* TASK DESCRIPTION
Every record below should appear in your answer, copied exactly.

* PROVIDED RECORDS
______

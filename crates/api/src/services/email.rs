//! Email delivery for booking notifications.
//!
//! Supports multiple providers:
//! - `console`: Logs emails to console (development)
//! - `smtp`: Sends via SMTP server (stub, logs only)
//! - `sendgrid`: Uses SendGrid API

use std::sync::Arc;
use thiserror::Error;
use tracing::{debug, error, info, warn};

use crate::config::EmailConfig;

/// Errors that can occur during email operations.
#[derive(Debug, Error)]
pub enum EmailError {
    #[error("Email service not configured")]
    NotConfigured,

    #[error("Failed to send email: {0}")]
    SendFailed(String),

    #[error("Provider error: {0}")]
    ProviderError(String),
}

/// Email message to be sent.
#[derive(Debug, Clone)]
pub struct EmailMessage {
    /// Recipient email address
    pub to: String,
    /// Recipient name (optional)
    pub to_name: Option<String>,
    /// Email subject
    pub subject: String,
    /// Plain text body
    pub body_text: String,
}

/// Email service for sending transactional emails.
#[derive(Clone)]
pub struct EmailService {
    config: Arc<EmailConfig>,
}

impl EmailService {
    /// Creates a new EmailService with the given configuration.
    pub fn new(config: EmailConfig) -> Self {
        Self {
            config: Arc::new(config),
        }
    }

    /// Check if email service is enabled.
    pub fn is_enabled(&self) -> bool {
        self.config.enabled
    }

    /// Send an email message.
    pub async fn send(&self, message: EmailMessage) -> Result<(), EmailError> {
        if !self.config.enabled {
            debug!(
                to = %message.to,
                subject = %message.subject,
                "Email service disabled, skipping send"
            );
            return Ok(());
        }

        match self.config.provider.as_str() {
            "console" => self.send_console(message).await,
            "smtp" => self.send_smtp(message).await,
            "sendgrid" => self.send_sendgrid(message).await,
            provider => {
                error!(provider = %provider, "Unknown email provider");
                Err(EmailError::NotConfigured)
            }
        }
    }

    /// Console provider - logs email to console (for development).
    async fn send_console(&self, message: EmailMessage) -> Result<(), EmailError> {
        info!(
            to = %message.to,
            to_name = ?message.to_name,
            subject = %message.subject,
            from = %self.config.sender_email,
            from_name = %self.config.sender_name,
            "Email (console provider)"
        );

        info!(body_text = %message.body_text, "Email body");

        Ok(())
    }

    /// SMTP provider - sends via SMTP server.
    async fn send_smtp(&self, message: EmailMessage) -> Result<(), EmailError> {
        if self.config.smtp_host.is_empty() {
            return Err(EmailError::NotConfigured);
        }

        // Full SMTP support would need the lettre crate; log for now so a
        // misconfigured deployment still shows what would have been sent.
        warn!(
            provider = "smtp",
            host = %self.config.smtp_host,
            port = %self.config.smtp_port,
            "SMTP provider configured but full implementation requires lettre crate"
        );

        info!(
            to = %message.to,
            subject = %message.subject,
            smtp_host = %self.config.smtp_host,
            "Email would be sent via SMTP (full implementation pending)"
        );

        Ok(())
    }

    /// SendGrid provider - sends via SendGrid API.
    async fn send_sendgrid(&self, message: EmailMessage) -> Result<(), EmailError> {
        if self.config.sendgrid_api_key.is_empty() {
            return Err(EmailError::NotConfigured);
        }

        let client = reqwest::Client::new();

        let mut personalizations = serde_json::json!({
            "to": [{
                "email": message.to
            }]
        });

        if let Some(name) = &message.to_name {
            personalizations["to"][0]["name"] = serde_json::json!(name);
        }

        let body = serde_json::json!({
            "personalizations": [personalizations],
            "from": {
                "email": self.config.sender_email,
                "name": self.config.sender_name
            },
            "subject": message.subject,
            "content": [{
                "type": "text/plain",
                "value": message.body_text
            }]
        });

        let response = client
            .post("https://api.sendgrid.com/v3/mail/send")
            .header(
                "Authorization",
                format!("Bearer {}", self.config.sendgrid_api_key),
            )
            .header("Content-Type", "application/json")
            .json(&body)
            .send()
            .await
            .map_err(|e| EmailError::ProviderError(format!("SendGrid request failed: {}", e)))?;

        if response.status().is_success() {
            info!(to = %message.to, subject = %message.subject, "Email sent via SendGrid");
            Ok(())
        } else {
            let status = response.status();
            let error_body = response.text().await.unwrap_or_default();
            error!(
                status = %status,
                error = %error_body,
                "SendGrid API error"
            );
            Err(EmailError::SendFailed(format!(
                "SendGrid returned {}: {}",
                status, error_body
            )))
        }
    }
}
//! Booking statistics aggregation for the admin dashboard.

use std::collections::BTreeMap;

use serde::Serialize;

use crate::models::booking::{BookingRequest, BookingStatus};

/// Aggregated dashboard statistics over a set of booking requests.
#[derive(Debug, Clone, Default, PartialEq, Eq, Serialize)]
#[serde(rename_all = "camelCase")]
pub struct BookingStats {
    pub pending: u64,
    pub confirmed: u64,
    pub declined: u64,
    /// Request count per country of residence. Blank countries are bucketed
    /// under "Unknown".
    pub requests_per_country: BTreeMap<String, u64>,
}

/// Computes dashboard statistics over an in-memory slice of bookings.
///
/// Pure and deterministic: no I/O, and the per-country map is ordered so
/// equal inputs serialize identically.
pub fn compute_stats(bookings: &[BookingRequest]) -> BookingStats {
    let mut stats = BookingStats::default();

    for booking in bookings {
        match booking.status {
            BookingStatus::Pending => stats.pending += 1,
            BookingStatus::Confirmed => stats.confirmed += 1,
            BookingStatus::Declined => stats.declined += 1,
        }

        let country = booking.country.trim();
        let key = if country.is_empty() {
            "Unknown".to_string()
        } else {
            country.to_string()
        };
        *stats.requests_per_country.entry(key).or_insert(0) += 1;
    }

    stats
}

______

* REPLY
filename crates/api/src/services/email.rs
//! Email delivery for booking notifications.
//!
//! Supports multiple providers:
//! - `console`: Logs emails to console (development)
//! - `smtp`: Sends via SMTP server (stub, logs only)
//! - `sendgrid`: Uses SendGrid API

use std::sync::Arc;
use thiserror::Error;
use tracing::{debug, error, info, warn};

use crate::config::EmailConfig;

/// Errors that can occur during email operations.
#[derive(Debug, Error)]
pub enum EmailError {
    #[error("Email service not configured")]
    NotConfigured,

    #[error("Failed to send email: {0}")]
    SendFailed(String),

    #[error("Provider error: {0}")]
    ProviderError(String),
}

/// Email message to be sent.
#[derive(Debug, Clone)]
pub struct EmailMessage {
    /// Recipient email address
    pub to: String,
    /// Recipient name (optional)
    pub to_name: Option<String>,
    /// Email subject
    pub subject: String,
    /// Plain text body
    pub body_text: String,
}

/// Email service for sending transactional emails.
#[derive(Clone)]
pub struct EmailService {
    config: Arc<EmailConfig>,
}

impl EmailService {
    /// Creates a new EmailService with the given configuration.
    pub fn new(config: EmailConfig) -> Self {
        Self {
            config: Arc::new(config),
        }
    }

    /// Check if email service is enabled.
    pub fn is_enabled(&self) -> bool {
        self.config.enabled
    }

    /// Send an email message.
    pub async fn send(&self, message: EmailMessage) -> Result<(), EmailError> {
        if !self.config.enabled {
            debug!(
                to = %message.to,
                subject = %message.subject,
                "Email service disabled, skipping send"
            );
            return Ok(());
        }

        match self.config.provider.as_str() {
            "console" => self.send_console(message).await,
            "smtp" => self.send_smtp(message).await,
            "sendgrid" => self.send_sendgrid(message).await,
            provider => {
                error!(provider = %provider, "Unknown email provider");
                Err(EmailError::NotConfigured)
            }
        }
    }

    /// Console provider - logs email to console (for development).
    async fn send_console(&self, message: EmailMessage) -> Result<(), EmailError> {
        info!(
            to = %message.to,
            to_name = ?message.to_name,
            subject = %message.subject,
            from = %self.config.sender_email,
            from_name = %self.config.sender_name,
            "Email (console provider)"
        );

        info!(body_text = %message.body_text, "Email body");

        Ok(())
    }

    /// SMTP provider - sends via SMTP server.
    async fn send_smtp(&self, message: EmailMessage) -> Result<(), EmailError> {
        if self.config.smtp_host.is_empty() {
            return Err(EmailError::NotConfigured);
        }

        // Full SMTP support would need the lettre crate; log for now so a
        // misconfigured deployment still shows what would have been sent.
        warn!(
            provider = "smtp",
            host = %self.config.smtp_host,
            port = %self.config.smtp_port,
            "SMTP provider configured but full implementation requires lettre crate"
        );

        info!(
            to = %message.to,
            subject = %message.subject,
            smtp_host = %self.config.smtp_host,
            "Email would be sent via SMTP (full implementation pending)"
        );

        Ok(())
    }

    /// SendGrid provider - sends via SendGrid API.
    async fn send_sendgrid(&self, message: EmailMessage) -> Result<(), EmailError> {
        if self.config.sendgrid_api_key.is_empty() {
            return Err(EmailError::NotConfigured);
        }

        let client = reqwest::Client::new();

        let mut personalizations = serde_json::json!({
            "to": [{
                "email": message.to
            }]
        });

        if let Some(name) = &message.to_name {
            personalizations["to"][0]["name"] = serde_json::json!(name);
        }

        let body = serde_json::json!({
            "personalizations": [personalizations],
            "from": {
                "email": self.config.sender_email,
                "name": self.config.sender_name
            },
            "subject": message.subject,
            "content": [{
                "type": "text/plain",
                "value": message.body_text
            }]
        });

        let response = client
            .post("https://api.sendgrid.com/v3/mail/send")
            .header(
                "Authorization",
                format!("Bearer {}", self.config.sendgrid_api_key),
            )
            .header("Content-Type", "application/json")
            .json(&body)
            .send()
            .await
            .map_err(|e| EmailError::ProviderError(format!("SendGrid request failed: {}", e)))?;

        if response.status().is_success() {
            info!(to = %message.to, subject = %message.subject, "Email sent via SendGrid");
            Ok(())
        } else {
            let status = response.status();
            let error_body = response.text().await.unwrap_or_default();
            error!(
                status = %status,
                error = %error_body,
                "SendGrid API error"
            );
            Err(EmailError::SendFailed(format!(
                "SendGrid returned {}: {}",
                status, error_body
            )))
        }
    }
}
//! Booking statistics aggregation for the admin dashboard.

use std::collections::BTreeMap;

use serde::Serialize;

use crate::models::booking::{BookingRequest, BookingStatus};

/// Aggregated dashboard statistics over a set of booking requests.
#[derive(Debug, Clone, Default, PartialEq, Eq, Serialize)]
#[serde(rename_all = "camelCase")]
pub struct BookingStats {
    pub pending: u64,
    pub confirmed: u64,
    pub declined: u64,
    /// Request count per country of residence. Blank countries are bucketed
    /// under "Unknown".
    pub requests_per_country: BTreeMap<String, u64>,
}

/// Computes dashboard statistics over an in-memory slice of bookings.
///
/// Pure and deterministic: no I/O, and the per-country map is ordered so
/// equal inputs serialize identically.
pub fn compute_stats(bookings: &[BookingRequest]) -> BookingStats {
    let mut stats = BookingStats::default();

    for booking in bookings {
        match booking.status {
            BookingStatus::Pending => stats.pending += 1,
            BookingStatus::Confirmed => stats.confirmed += 1,
            BookingStatus::Declined => stats.declined += 1,
        }

        let country = booking.country.trim();
        let key = if country.is_empty() {
            "Unknown".to_string()
        } else {
            country.to_string()
        };
        *stats.requests_per_country.entry(key).or_insert(0) += 1;
    }

    stats
}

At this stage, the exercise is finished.